A lot of people have one or more types of cardiovascular disease (CVD), including hypertension, coronary artery disease (CAD), heart failure (HF), stroke, and congenital cardiovascular defects.
Because of the prevalence of CAD, we will talk about the
- Anatomy of the heart.
- Physiology of the heart.
- Causes of coronary artery disease.
- Symptoms of coronary artery disease.
- Diagnosis of coronary artery disease.
- Treatment of coronary artery disease.
Anatomic and physiologic overview of the heart
The heart is a hollow, muscular organ located in the center of the thorax, where it occupies the space between the lungs and rests on the diaphragm.
The heart weight approximately 300g; the weight and size of the heart influenced by age, gender, body weight, the extent of physical exercise and heart disease.
The major heart function is to pump oxygenated blood and nutrients to the body.
The heart has 3 layers. The exterior layer of the heart is called epicardium.
The middle layer of the heart is called myocardium, is made up of muscles and fibers and is responsible for pumping action.
The inner layer, or endocardium, consists of endothelial tissue and lines the inside of the heart and valves.
The heart consists of four chambers, two top chambers (atria) and two bottom chambers (ventricles) these chambers pump blood in a very effective way in order to keep us a life.

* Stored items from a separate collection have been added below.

//! Piece randomization: a seeded LCG and the two-pool bag generator.
//!
//! The bag holds its own generator state, so two bags with the same seed
//! produce identical piece sequences regardless of anything else in the
//! process. Every window of 7 draws aligned to a pool boundary contains
//! each kind exactly once, and no kind waits more than 12 draws.

use std::mem;

use arrayvec::ArrayVec;

use crate::types::PieceKind;

/// Simple LCG (Linear Congruential Generator) RNG
/// Uses constants from Numerical Recipes
#[derive(Debug, Clone)]
pub struct SimpleRng {
    state: u32,
}

impl SimpleRng {
    /// Create a new RNG with the given seed
    pub fn new(seed: u32) -> Self {
        // Avoid 0 seed which would produce all zeros
        let state = if seed == 0 { 1 } else { seed };
        Self { state }
    }

    /// Generate next random u32
    pub fn next_u32(&mut self) -> u32 {
        // LCG formula: (a * state + c) mod m
        // Using Numerical Recipes constants: a=1664525, c=1013904223, m=2^32
        self.state = self.state.wrapping_mul(1664525).wrapping_add(1013904223);
        self.state
    }

    /// Generate random value in range [0, max)
    pub fn next_range(&mut self, max: u32) -> u32 {
        self.next_u32() % max
    }

    /// Shuffle a slice using Fisher-Yates
    pub fn shuffle<T>(&mut self, slice: &mut [T]) {
        for i in (1..slice.len()).rev() {
            let j = self.next_range((i + 1) as u32) as usize;
            slice.swap(i, j);
        }
    }
}

/// Bag piece generator with one pool in play and one on deck.
#[derive(Debug, Clone)]
pub struct PieceBag {
    /// Pool currently being drawn from, consumed from the end.
    current: ArrayVec<PieceKind, 7>,
    /// Pre-shuffled follow-up pool, promoted when `current` empties.
    next: ArrayVec<PieceKind, 7>,
    rng: SimpleRng,
}

impl PieceBag {
    /// Create a bag with both pools shuffled from the given seed.
    pub fn new(seed: u32) -> Self {
        let mut rng = SimpleRng::new(seed);
        let current = Self::shuffled_pool(&mut rng);
        let next = Self::shuffled_pool(&mut rng);
        Self { current, next, rng }
    }

    /// Draw the next piece. The on-deck pool is promoted and a fresh one
    /// shuffled the moment the active pool runs out, never on the draw
    /// after.
    pub fn draw(&mut self) -> PieceKind {
        // Both pools start full and the promotion below keeps the active
        // pool non-empty between calls.
        let kind = self.current.pop().unwrap_or(PieceKind::S);
        if self.current.is_empty() {
            self.current = mem::take(&mut self.next);
            self.next = Self::shuffled_pool(&mut self.rng);
        }
        kind
    }

    fn shuffled_pool(rng: &mut SimpleRng) -> ArrayVec<PieceKind, 7> {
        let mut pool = ArrayVec::from(PieceKind::ALL);
        rng.shuffle(&mut pool);
        pool
    }

    /// Get the active pool for testing
    #[cfg(test)]
    fn current_pool(&self) -> &[PieceKind] {
        &self.current
    }

    /// Get the on-deck pool for testing
    #[cfg(test)]
    fn next_pool(&self) -> &[PieceKind] {
        &self.next
    }
}

impl Default for PieceBag {
    fn default() -> Self {
        Self::new(1)
    }
}

#[cfg(test)]
mod tests {
    use super::*;

    fn assert_covers_all_kinds(window: &[PieceKind]) {
        assert_eq!(window.len(), 7);
        for kind in PieceKind::ALL {
            assert!(window.contains(&kind), "missing piece: {:?}", kind);
        }
    }

    #[test]
    fn test_rng_deterministic() {
        let mut rng1 = SimpleRng::new(12345);
        let mut rng2 = SimpleRng::new(12345);

        // Same seed should produce same sequence
        for _ in 0..100 {
            assert_eq!(rng1.next_u32(), rng2.next_u32());
        }
    }

    #[test]
    fn test_rng_seeds_diverge() {
        let mut rng1 = SimpleRng::new(1);
        let mut rng2 = SimpleRng::new(2);

        // One LCG step on adjacent seeds differs by the multiplier
        assert_ne!(rng1.next_u32(), rng2.next_u32());
    }

    #[test]
    fn test_rng_zero_seed_is_remapped() {
        let mut zero = SimpleRng::new(0);
        let mut one = SimpleRng::new(1);

        for _ in 0..10 {
            assert_eq!(zero.next_u32(), one.next_u32());
        }
    }

    #[test]
    fn test_shuffle_preserves_contents() {
        let mut rng = SimpleRng::new(777);
        let mut values = [0, 1, 2, 3, 4, 5, 6];
        rng.shuffle(&mut values);

        let mut sorted = values;
        sorted.sort_unstable();
        assert_eq!(sorted, [0, 1, 2, 3, 4, 5, 6]);
    }

    #[test]
    fn test_bag_first_seven_draws_cover_all_kinds() {
        let mut bag = PieceBag::new(1);

        let drawn: Vec<PieceKind> = (0..7).map(|_| bag.draw()).collect();
        assert_covers_all_kinds(&drawn);
    }

    #[test]
    fn test_bag_next_seven_draws_cover_all_kinds_again() {
        let mut bag = PieceBag::new(42);

        for _ in 0..7 {
            bag.draw();
        }
        let second: Vec<PieceKind> = (0..7).map(|_| bag.draw()).collect();
        assert_covers_all_kinds(&second);
    }

    #[test]
    fn test_bag_promotes_eagerly_on_seventh_draw() {
        let mut bag = PieceBag::new(9);
        assert_eq!(bag.current_pool().len(), 7);
        assert_eq!(bag.next_pool().len(), 7);

        for _ in 0..6 {
            bag.draw();
        }
        assert_eq!(bag.current_pool().len(), 1);

        // The seventh draw empties the pool; promotion happens inside the
        // same call, so the bag is never caught with an empty active pool.
        bag.draw();
        assert_eq!(bag.current_pool().len(), 7);
        assert_eq!(bag.next_pool().len(), 7);
    }

    #[test]
    fn test_bag_deterministic_for_same_seed() {
        let mut bag1 = PieceBag::new(314159);
        let mut bag2 = PieceBag::new(314159);

        for _ in 0..21 {
            assert_eq!(bag1.draw(), bag2.draw());
        }
    }

    #[test]
    fn test_bag_seeds_produce_distinct_sequences() {
        let mut bag1 = PieceBag::new(1);
        let mut bag2 = PieceBag::new(2);

        let run1: Vec<PieceKind> = (0..21).map(|_| bag1.draw()).collect();
        let run2: Vec<PieceKind> = (0..21).map(|_| bag2.draw()).collect();
        assert_ne!(run1, run2);
    }

    #[test]
    fn test_zero_seed_bag_matches_seed_one() {
        let mut zero = PieceBag::new(0);
        let mut one = PieceBag::new(1);

        for _ in 0..14 {
            assert_eq!(zero.draw(), one.draw());
        }
    }
}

The pumping action of the heart is accomplished by relaxation and contraction of the muscular walls of its four chambers.
During the relaxation phase, called diastole, all four chambers relax together, which allows the ventricles to fill in preparation for contraction. Diastole is routinely referred to as the period of ventricular fillings.
During the contraction phase, called systole, atrial and ventricle systole are not simultaneous events.
Atrial systole occurs first, followed by ventricular systole. This synchronization allows the ventricles to completely fill, this behavior called atrial kick, prior to ejection of blood from there chambers.
The right side of the heart made up of the right atrium and right ventricle.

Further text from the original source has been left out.